──────── STUDY MATERIAL ────────

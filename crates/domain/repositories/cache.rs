use std::time::Duration;

use anyhow::Result;
use async_trait::async_trait;
use mockall::automock;

/// Key/value cache with per-entry TTL. Never the source of truth.
#[automock]
#[async_trait]
pub trait CacheStore: Send + Sync {
    async fn get(&self, key: &str) -> Result<Option<serde_json::Value>>;
    async fn set(&self, key: &str, value: serde_json::Value, ttl: Duration) -> Result<()>;
    async fn del(&self, key: &str) -> Result<()>;
    async fn exists(&self, key: &str) -> Result<bool>;
}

────────

## WHAT THE TASK ASKS
Extract all of the data above without altering anything.

## EXERCISE RESULT
filename crates/domain/repositories/cache.rs
use std::time::Duration;

use anyhow::Result;
use async_trait::async_trait;
use mockall::automock;

/// Key/value cache with per-entry TTL. Never the source of truth.
#[automock]
#[async_trait]
pub trait CacheStore: Send + Sync {
    async fn get(&self, key: &str) -> Result<Option<serde_json::Value>>;
    async fn set(&self, key: &str, value: serde_json::Value, ttl: Duration) -> Result<()>;
    async fn del(&self, key: &str) -> Result<()>;
    async fn exists(&self, key: &str) -> Result<bool>;
}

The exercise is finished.